Un gioco al massacro nel quale, in modo diverso, sono finiti un po’ tutti gli azzurri, e che ha contribuito a velocizzare la fuga degli elettori: l’ 8,8% rimediato alle Europee del 26 maggio, peggiore risultato nella storia del partito, secondo i sondaggisti si è già ridotto al 7,3%, rendendo concreto il rischio del sorpasso da parte dei Fratelli d’ Italia di Giorgia Meloni.

LE CARTE DI SILVIO
Servirebbero due cose. La prima è uno gesto di chiarezza da parte del fondatore. Che intenzioni ha Berlusconi? La federazione di centro da lui vagheggiata, ribattezzata Altra Italia, serve a tumulare Forza Italia o a darle una chance di sopravvivenza?

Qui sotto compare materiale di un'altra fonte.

//! Port for the ticketing subsystem.
//!
//! Admission control needs one fact from ticketing: whether a user
//! currently uses any ticket for the party.

use async_trait::async_trait;
use thiserror::Error;

use crate::domain::party::PartyId;
use crate::domain::user::UserId;

/// Errors raised by ticket gateway adapters.
#[derive(Debug, Clone, PartialEq, Eq, Error)]
pub enum TicketGatewayError {
    /// The ticketing subsystem could not be reached.
    #[error("ticket gateway is unavailable: {message}")]
    Unavailable { message: String },
}

impl TicketGatewayError {
    /// Helper for gateway outages.
    pub fn unavailable(message: impl Into<String>) -> Self {
        Self::Unavailable {
            message: message.into(),
        }
    }
}

/// Port answering ticket usage questions.
#[cfg_attr(test, mockall::automock)]
#[async_trait]
pub trait TicketGateway: Send + Sync {
    /// Whether the user currently uses any ticket for the party.
    async fn uses_any_ticket_for_party(
        &self,
        user_id: UserId,
        party_id: &PartyId,
    ) -> Result<bool, TicketGatewayError>;
}

/// Fixture gateway that treats every user as a ticket holder.
#[derive(Debug, Default, Clone, Copy)]
pub struct FixtureTicketGateway;

#[async_trait]
impl TicketGateway for FixtureTicketGateway {
    async fn uses_any_ticket_for_party(
        &self,
        _user_id: UserId,
        _party_id: &PartyId,
    ) -> Result<bool, TicketGatewayError> {
        Ok(true)
    }
}

#[cfg(test)]
mod tests {
    //! Regression coverage for this module.

    use rstest::rstest;

    use super::*;

    #[rstest]
    #[tokio::test]
    async fn fixture_reports_ticket_usage() {
        let gateway = FixtureTicketGateway;
        let party_id = PartyId::new("lanfest-2026").expect("valid id");
        let uses_ticket = gateway
            .uses_any_ticket_for_party(UserId::random(), &party_id)
            .await
            .expect("fixture lookup succeeds");
        assert!(uses_ticket);
    }

    #[rstest]
    fn unavailable_error_formats_message() {
        let err = TicketGatewayError::unavailable("timeout");
        assert!(err.to_string().contains("timeout"));
    }
}
//! Line-oriented prompt helpers.

use std::io;

use crate::settings::DEFAULT_LENGTH;
use crate::terminal;

/// Print a prompt and read one trimmed line from stdin.
/// A closed stdin ends the session cleanly (exit code 0).
pub fn read_line(prompt: &str) -> String {
    print!("{prompt}");
    terminal::flush();

    let mut input = String::new();
    match io::stdin().read_line(&mut input) {
        Ok(0) | Err(_) => {
            println!();
            std::process::exit(0);
        }
        Ok(_) => {}
    }
    input.trim().to_string()
}

/// Prompt for the password length. Input that does not parse falls back to
/// [`DEFAULT_LENGTH`] with a warning rather than failing the session.
pub fn read_length(prompt: &str) -> usize {
    match parse_length(&read_line(prompt)) {
        Some(length) => length,
        None => {
            terminal::print_warn(&format!(
                "Invalid length. Using a default value of {DEFAULT_LENGTH}."
            ));
            DEFAULT_LENGTH
        }
    }
}

/// Prompt for a yes/no answer; unrecognized input falls back to `default`.
pub fn read_bool(prompt: &str, default: bool) -> bool {
    parse_bool(&read_line(prompt)).unwrap_or(default)
}

fn parse_length(input: &str) -> Option<usize> {
    input.trim().parse().ok()
}

fn parse_bool(input: &str) -> Option<bool> {
    match input.trim().to_lowercase().as_str() {
        "y" | "yes" => Some(true),
        "n" | "no" => Some(false),
        _ => None,
    }
}

#[cfg(test)]
mod tests {
    use super::*;

    #[test]
    fn parses_valid_lengths() {
        assert_eq!(parse_length("16"), Some(16));
        assert_eq!(parse_length("  12 "), Some(12));
        assert_eq!(parse_length("0"), Some(0));
    }

    #[test]
    fn rejects_non_integer_lengths() {
        assert_eq!(parse_length("abc"), None);
        assert_eq!(parse_length(""), None);
        assert_eq!(parse_length("12.5"), None);
        assert_eq!(parse_length("-5"), None);
    }

    #[test]
    fn parses_yes_no_answers() {
        assert_eq!(parse_bool("y"), Some(true));
        assert_eq!(parse_bool("YES"), Some(true));
        assert_eq!(parse_bool("n"), Some(false));
        assert_eq!(parse_bool("No"), Some(false));
    }

    #[test]
    fn unrecognized_answers_defer_to_default() {
        assert_eq!(parse_bool(""), None);
        assert_eq!(parse_bool("maybe"), None);
        assert!(parse_bool("garbage").unwrap_or(true));
        assert!(!parse_bool("garbage").unwrap_or(false));
    }
}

E nel caso, in quale modo? Cercando assieme a Lorenzo Cesa, Stefano Parisi e gli altri che hanno aderito all’ appello un accordo con Salvini, il quale non ha alcuna intenzione di farsi vedere in giro con gente che si definisce «moderata» e ha come riferimento il Partito popolare europeo di Angela Merkel? Oppure il Cavaliere punta a un’ intesa con chi capita, si chiami pure Carlo Calenda o Matteo Renzi, due che presto potrebbero mollare Nicola Zingaretti al proprio destino? Esistono altre opzioni? Se Berlusconi rimane vago su questo, i suoi gli attribuiranno le intenzioni peggiori e continueranno ad azzuffarsi tra loro mentre cercano un’ uscita di sicurezza che non c’ è.

La seconda cosa necessaria è proprio uno sforzo di razionalità da parte dei forzisti. Quando il deputato Sestino Giacomoni, ovvero la voce del Cavaliere, avverte tutti che «non c’ è uno spazio politico fuori da Forza Italia, chi è uscito da qui non ha mai avuto successo», ricorda una verità storica. Con la differenza, rispetto alle scissioni del passato, che allora c’ era una casa dal padre alla quale poter tornare, come hanno fatto alcuni di quelli che se ne erano andati con Angelino Alfano. Stavolta no, perché quel 7% di voti rimasti non ammette spezzettamenti.

L’unico che si salverebbe dalla diaspora è Berlusconi, il quale una villa pronta ad accoglierlo non faticherebbe a trovarla. Gli altri finirebbero ai giardinetti pubblici, anche perché Salvini e la Meloni hanno fatto capire chiaramente che non intendono imbarcare profughi. Restare uniti, o almeno fingere di esserlo sino al patatrac del governo Conte, è l’ unico modo per guadagnarsi una speranza di futuro.